There are a few things to say about this peace process that have not, so far as I am aware, been said elsewhere. The first is that Waterstone’s position is, at first sight, not unlike that of Andrew Regan, who earlier this year endeavoured to unveil an audacious, some might say ludicrous, bid for the Co-op.

Both Waterstone and Regan have established reputations as whizz-kids (though in Waterstone’s case, at 58, the term is perhaps wozz-kid) on the back of making themselves moderate sums of money in entrepreneurial terms – Regan by trousering some 3m from selling on an unwanted lump of the Co-op; Waterstone by selling his eponymous retailer to WH Smith in 1989 for 49m, netting about 9m for himself.

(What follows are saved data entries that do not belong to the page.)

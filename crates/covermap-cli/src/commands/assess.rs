//! Assessment commands

use std::collections::BTreeMap;
use std::path::Path;

use anyhow::{bail, Context, Result};
use covermap_core::db::Database;
use covermap_core::models::Report;
use covermap_core::{
    complete_questionnaire, evaluate, AIClient, Advice, AssessmentResult, AuditSubject,
};
use serde_json::Value;

/// Complete a stored questionnaire and print its report
pub async fn cmd_assess(
    db: &Database,
    ai: Option<&AIClient>,
    owner: &str,
    id: i64,
    json: bool,
    no_advice: bool,
) -> Result<Report> {
    let report = complete_questionnaire(db, ai, id, owner, !no_advice)
        .await
        .with_context(|| format!("Failed to assess questionnaire #{}", id))?;

    db.log_audit(
        owner,
        "complete",
        AuditSubject::Questionnaire(id),
        Some(&format!(
            "overall={}",
            report.assessment.overall_risk_score
        )),
    )?;

    if json {
        println!("{}", serde_json::to_string_pretty(&report)?);
    } else {
        println!("🛡️  Risk report for questionnaire #{}", id);
        println!();
        print_assessment(&report.assessment);
        if let Some(advice) = &report.ai_advice {
            print_advice(advice);
        }
    }

    Ok(report)
}

/// Evaluate an answers file without touching the database
pub fn cmd_evaluate(file: &Path, json: bool) -> Result<AssessmentResult> {
    let content = std::fs::read_to_string(file)
        .with_context(|| format!("Failed to read {}", file.display()))?;
    let value: Value = serde_json::from_str(&content)
        .with_context(|| format!("{} is not valid JSON", file.display()))?;

    let answers: BTreeMap<String, Value> = match value {
        Value::Object(map) => map.into_iter().collect(),
        _ => bail!("{} must hold a JSON object of answers", file.display()),
    };

    let assessment = evaluate(&covermap_core::Context::from_values(&answers));

    if json {
        println!("{}", serde_json::to_string_pretty(&assessment)?);
    } else {
        println!("🛡️  Risk assessment for {}", file.display());
        println!();
        print_assessment(&assessment);
    }

    Ok(assessment)
}

fn print_assessment(assessment: &AssessmentResult) {
    println!("   Overall risk score: {}/100", assessment.overall_risk_score);
    println!();

    for (category, result) in &assessment.categories {
        let marker = if result.score == 0 { "  " } else { "⚠️" };
        println!("   {} {:<8} {:>3}", marker, category.as_str(), result.score);
        for rec in &result.recommendations {
            println!("        • {}: {}", rec.title, rec.detail);
        }
    }

    if assessment.recommendation_count() == 0 {
        println!();
        println!("   ✅ No coverage gaps found");
    }
}

fn print_advice(advice: &Advice) {
    println!();
    println!("💡 {}", advice.summary);
    for bullet in &advice.bullets {
        println!("   - {}", bullet);
    }
}
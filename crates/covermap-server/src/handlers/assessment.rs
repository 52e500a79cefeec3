//! Stateless assessment handler

use std::sync::Arc;

use axum::{
    extract::{Request, State},
    Json,
};

use super::questionnaires::read_answers;
use crate::{caller_identity, AppError, AppState};
use covermap_core::{evaluate, AssessmentResult, AuditSubject, Context};

/// POST /api/assess - Evaluate answers without storing them
pub async fn assess_answers(
    State(state): State<Arc<AppState>>,
    request: Request,
) -> Result<Json<AssessmentResult>, AppError> {
    let caller = caller_identity(request.headers());
    let req = read_answers(request).await?;

    let assessment = evaluate(&Context::from_values(&req.answers));

    state.db.log_audit(
        &caller,
        "assess",
        AuditSubject::Assessment,
        Some(&format!(
            "keys={}, overall={}",
            req.answers.len(),
            assessment.overall_risk_score
        )),
    )?;

    Ok(Json(assessment))
}
//! Core command implementations and shared utilities
//!
//! This module contains:
//! - `open_db` - Shared utility to open the database
//! - `cmd_init` - Initialize the database
//! - `cmd_audit` - Show recent audit log entries

use std::path::Path;

use anyhow::{Context, Result};
use covermap_core::db::Database;

/// Open database with encryption by default, or unencrypted if --no-encrypt
pub fn open_db(db_path: &Path, no_encrypt: bool) -> Result<Database> {
    let path_str = db_path
        .to_str()
        .context("Database path must be valid UTF-8")?;
    if no_encrypt {
        Database::new_unencrypted(path_str).context("Failed to open database (unencrypted)")
    } else {
        Database::new(path_str).context("Failed to open database")
    }
}

pub fn cmd_init(db_path: &Path, no_encrypt: bool) -> Result<()> {
    println!("🔧 Initializing database at {}...", db_path.display());

    // Opening runs migrations
    let _db = open_db(db_path, no_encrypt)?;

    if no_encrypt {
        println!("   ⚠️  Encryption: DISABLED (--no-encrypt)");
    } else {
        println!("   🔒 Encryption: ENABLED");
    }

    println!("✅ Database initialized successfully!");
    println!();
    println!("Next steps:");
    println!("  1. Start a questionnaire: covermap new");
    println!("  2. Record answers: covermap answer 1 income 90000");
    println!("  3. Get your report: covermap assess 1");

    Ok(())
}

pub fn cmd_audit(db: &Database, limit: i64) -> Result<()> {
    let entries = db
        .list_audit_log(limit.max(1))
        .context("Failed to read audit log")?;

    if entries.is_empty() {
        println!("No audit entries yet.");
        return Ok(());
    }

    println!("📜 Recent activity ({} entries)", entries.len());
    println!();
    for entry in &entries {
        let target = match entry.subject_id {
            Some(id) => format!("{} #{}", entry.subject, id),
            None => entry.subject.clone(),
        };
        let details = entry
            .details
            .as_deref()
            .map(|d| format!(" ({})", d))
            .unwrap_or_default();
        println!(
            "  {}  {:<20} {} {}{}",
            entry.timestamp, entry.actor, entry.action, target, details
        );
    }

    Ok(())
}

Both organised vast lines of credit with the City – oddly enough, they both appear to have required about 1bn, a nicely rounded number – monstrously leveraged against the supposed value of what they intended to acquire. And both wanted to shake up what they perceived to be tired, old, underperforming managements.

But, of course, there is one crucial difference between Waterstone and Regan. Waterstone’s book chain may have been only minimally profitable at the time of its sale to WH Smith and these days, at some 20m, contributes about one-sixth of group earnings, but it was built on its founder’s vision, daring and retail intuition. Waterstone can run things. It’s unclear whether Regan has ever run a bath.

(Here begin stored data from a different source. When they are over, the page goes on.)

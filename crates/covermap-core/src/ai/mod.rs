//! Pluggable advice-generation backends
//!
//! Turns a context and its assessment into short plain-language advice. The
//! rule-based assessment is authoritative; advice is best-effort prose layered
//! on top of it and never changes a score or recommendation.
//!
//! # Architecture
//!
//! - `AdviceBackend` trait: the interface every backend implements
//! - `AIClient` enum: concrete wrapper providing Clone + compile-time dispatch
//! - Backend implementations: `OpenAICompatibleBackend`, `OllamaBackend`, `MockBackend`
//! - [`generate_advice`]: infallible entry point that degrades to [`Advice::fallback`]
//!
//! # Configuration
//!
//! Environment variables:
//! - `AI_BACKEND`: Backend to use (openai, ollama, mock). Default: openai
//! - `OPENAI_API_KEY`: API key (required for the openai backend)
//! - `OPENAI_COMPATIBLE_HOST`: Server URL (default: https://api.openai.com)
//! - `OPENAI_COMPATIBLE_MODEL`: Model name (default: gpt-4o-mini)
//! - `OLLAMA_HOST`: Ollama server URL (required for the ollama backend)
//! - `OLLAMA_MODEL`: Model name (default: llama3.2)

mod mock;
mod ollama;
mod openai_compatible;
pub mod parsing;
pub mod prompt;

pub use mock::MockBackend;
pub use ollama::OllamaBackend;
pub use openai_compatible::OpenAICompatibleBackend;
pub use parsing::{parse_advice, MAX_ADVICE_WORDS};
pub use prompt::{build_prompt, SYSTEM_PROMPT};

use async_trait::async_trait;
use serde::{Deserialize, Serialize};
use tracing::{debug, warn};

use crate::context::Context;
use crate::error::Result;
use crate::risk::AssessmentResult;

/// Plain-language advice shown next to an assessment
#[derive(Debug, Clone, PartialEq, Eq, Serialize, Deserialize)]
pub struct Advice {
    pub summary: String,
    pub bullets: Vec<String>,
}

impl Advice {
    /// Static advice used when no generator is configured or it fails
    pub fn fallback() -> Self {
        Self {
            summary: "Based on your answers, review your life, home/tenant, auto, and travel \
                      insurance with a licensed advisor. Make sure your coverage limits match \
                      your income, debts, and family situation, and that your liability limits \
                      are high enough."
                .to_string(),
            bullets: vec![
                "Confirm your life insurance is enough to cover debts and support dependants."
                    .to_string(),
                "Check your home or tenant policy limits for contents and liability.".to_string(),
                "Verify your auto liability limit (often $2M is recommended in Ontario)."
                    .to_string(),
                "If you travel outside Canada, review emergency medical coverage.".to_string(),
            ],
        }
    }
}

/// Trait defining the interface for all advice backends
#[async_trait]
pub trait AdviceBackend: Send + Sync {
    /// Send a prompt and return the model's raw text
    async fn complete(&self, prompt: &str) -> Result<String>;

    /// Check if the backend is reachable
    async fn health_check(&self) -> bool;

    /// Get the model name
    fn model(&self) -> &str;

    /// Get the host URL (for logging)
    fn host(&self) -> &str;
}

/// Concrete AI client enum
///
/// Provides Clone and compile-time dispatch without Box<dyn> overhead.
#[derive(Clone)]
pub enum AIClient {
    /// OpenAI or any server speaking the chat completions API
    OpenAICompatible(OpenAICompatibleBackend),
    /// Ollama backend (HTTP API)
    Ollama(OllamaBackend),
    /// Mock backend for testing
    Mock(MockBackend),
}

impl AIClient {
    /// Create an AI client from environment variables
    ///
    /// Checks `AI_BACKEND` to determine which backend to use:
    /// - `openai` (default): Uses OPENAI_API_KEY, OPENAI_COMPATIBLE_HOST and OPENAI_COMPATIBLE_MODEL
    /// - `ollama`: Uses OLLAMA_HOST and OLLAMA_MODEL
    /// - `mock`: Creates a mock backend for testing
    ///
    /// Returns None if the required environment variables are not set.
    pub fn from_env() -> Option<Self> {
        let backend = std::env::var("AI_BACKEND").unwrap_or_else(|_| "openai".to_string());

        match backend.to_lowercase().as_str() {
            "openai" | "openai_compatible" => {
                OpenAICompatibleBackend::from_env().map(AIClient::OpenAICompatible)
            }
            "ollama" => OllamaBackend::from_env().map(AIClient::Ollama),
            "mock" => Some(AIClient::Mock(MockBackend::new())),
            _ => {
                warn!(backend = %backend, "Unknown AI_BACKEND, falling back to openai");
                OpenAICompatibleBackend::from_env().map(AIClient::OpenAICompatible)
            }
        }
    }

    /// Create a mock backend for testing
    pub fn mock() -> Self {
        AIClient::Mock(MockBackend::new())
    }
}

// Implement AdviceBackend for AIClient by delegating to the inner backend
#[async_trait]
impl AdviceBackend for AIClient {
    async fn complete(&self, prompt: &str) -> Result<String> {
        match self {
            AIClient::OpenAICompatible(b) => b.complete(prompt).await,
            AIClient::Ollama(b) => b.complete(prompt).await,
            AIClient::Mock(b) => b.complete(prompt).await,
        }
    }

    async fn health_check(&self) -> bool {
        match self {
            AIClient::OpenAICompatible(b) => b.health_check().await,
            AIClient::Ollama(b) => b.health_check().await,
            AIClient::Mock(b) => b.health_check().await,
        }
    }

    fn model(&self) -> &str {
        match self {
            AIClient::OpenAICompatible(b) => b.model(),
            AIClient::Ollama(b) => b.model(),
            AIClient::Mock(b) => b.model(),
        }
    }

    fn host(&self) -> &str {
        match self {
            AIClient::OpenAICompatible(b) => b.host(),
            AIClient::Ollama(b) => b.host(),
            AIClient::Mock(b) => b.host(),
        }
    }
}

/// Generate advice for an assessment
///
/// Never fails: an unconfigured client, a backend error, or an empty reply
/// all produce [`Advice::fallback`].
pub async fn generate_advice(
    ai: Option<&AIClient>,
    ctx: &Context,
    assessment: &AssessmentResult,
) -> Advice {
    let Some(client) = ai else {
        debug!("No advice backend configured, using fallback advice");
        return Advice::fallback();
    };

    let prompt = build_prompt(&ctx.to_display_map(), assessment);

    match client.complete(&prompt).await {
        Ok(text) if !text.trim().is_empty() => parse_advice(&text),
        Ok(_) => {
            warn!(model = %client.model(), "Advice backend returned empty text, using fallback");
            Advice::fallback()
        }
        Err(e) => {
            warn!(
                model = %client.model(),
                host = %client.host(),
                error = %e,
                "Advice generation failed, using fallback"
            );
            Advice::fallback()
        }
    }
}

#[cfg(test)]
mod tests {
    use super::*;
    use crate::risk::evaluate;

    #[test]
    fn test_ai_client_mock() {
        let client = AIClient::mock();
        assert_eq!(client.model(), "mock");
        assert_eq!(client.host(), "mock://localhost");
    }

    #[tokio::test]
    async fn test_mock_health_check() {
        let client = AIClient::mock();
        assert!(client.health_check().await);
    }

    #[test]
    fn test_fallback_advice() {
        let advice = Advice::fallback();
        assert!(advice.summary.starts_with("Based on your answers"));
        assert_eq!(advice.bullets.len(), 4);
        assert!(advice.bullets[2].contains("$2M"));
    }

    #[tokio::test]
    async fn test_generate_advice_without_client_is_fallback() {
        let ctx = Context::default();
        let assessment = evaluate(&ctx);
        let advice = generate_advice(None, &ctx, &assessment).await;
        assert_eq!(advice, Advice::fallback());
    }

    #[tokio::test]
    async fn test_generate_advice_with_mock() {
        let ctx = Context::default();
        let assessment = evaluate(&ctx);
        let client = AIClient::mock();

        let advice = generate_advice(Some(&client), &ctx, &assessment).await;
        assert!(!advice.summary.is_empty());
        assert_eq!(advice.bullets.len(), 3);
        assert_ne!(advice, Advice::fallback());
    }

    #[tokio::test]
    async fn test_generate_advice_backend_failure_is_fallback() {
        let ctx = Context::default();
        let assessment = evaluate(&ctx);
        let client = AIClient::Mock(MockBackend::failing());

        let advice = generate_advice(Some(&client), &ctx, &assessment).await;
        assert_eq!(advice, Advice::fallback());
    }

    #[tokio::test]
    async fn test_generate_advice_empty_reply_is_fallback() {
        let ctx = Context::default();
        let assessment = evaluate(&ctx);
        let client = AIClient::Mock(MockBackend::with_response("   \n "));

        let advice = generate_advice(Some(&client), &ctx, &assessment).await;
        assert_eq!(advice, Advice::fallback());
    }

    #[tokio::test]
    async fn test_generate_advice_does_not_change_assessment() {
        let ctx = Context {
            income: 90000.0,
            ..Context::default()
        };
        let assessment = evaluate(&ctx);
        let before = serde_json::to_value(&assessment).unwrap();

        let client = AIClient::mock();
        let _ = generate_advice(Some(&client), &ctx, &assessment).await;

        assert_eq!(serde_json::to_value(&assessment).unwrap(), before);
    }
}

This could lead one to suggest that, had Waterstone offered himself as chief executive to WH Smith in the wake of Bill Cockburn’s precipitate departure to BT, everyone would have been considerably better disposed to him. As it is, he is cast as some sort of corporate raider in the, well, Regan mould.

This may suit the purposes of what commentators almost universally call WH Smug. It appears that the Smuggies blew the lid off talks with Waterstone precisely to have him cast in this role. Poor Waterstone was then left to make his case for restructuring and re-investment in WH Smith from the position of a raider, rather than of a runner.

That may not be entirely unfair on Waterstone. The deal he has been exploring with WH Smith was hardly just a radical new strategy for development, as might be presented to the board by a new chief executive. Like Regan’s proposed cash bribe to the owners of the Co-op, Waterstone’s idea was a 2 cash inducement to WH Smith’s shareholders, plus a stake in the debt-laden new company formed by the takeover.

His plan, in broad terms, was for the company to concentrate on popular books, for example for gardeners and children; to revamp WH Smith’s stationery offer; to develop speciality news and magazines and to sell off video and music interests. Apart from the last bit, there is nothing even vaguely radical about this strategy. Waterstone might have cracked it as chief executive, had he been offered the job.

So I suspect that he may have rather more radical plans up his sleeve. Of course, it has to be said that doing it well would be a radical concept at WH Smith. But what Waterstone may have grasped is that no one is going to change WH Smith for the better and for the long term on a salary and a few share options. Where a management culture is so deeply entrenched, there needs to be a change in ownership that delivers a clear mandate for change. Cockburn may have discovered this too late and to his cost. For Waterstone, it could mean only one thing – an out-and-out takeover.

There are self-serving aspects to Waterstone’s ambitions, among them the proposal to reverse his nascent Daisy & Tom children’s chain into WH Smith at a very generous valuation. But WH Smith’s shareholders have little to lose and possibly much to gain by giving Waterstone his head.

Finally, Waterstone bears one more similarity to Regan. He has demonstrated to other potential bidders that the only way forward for an organisation grown weak on its own fat is a takeover. The sadness is that a Tesco, an Asda or a Kingfisher may now come in with a tastier bid. The difference between the two is that Regan deserved to fail. Waterstone does not.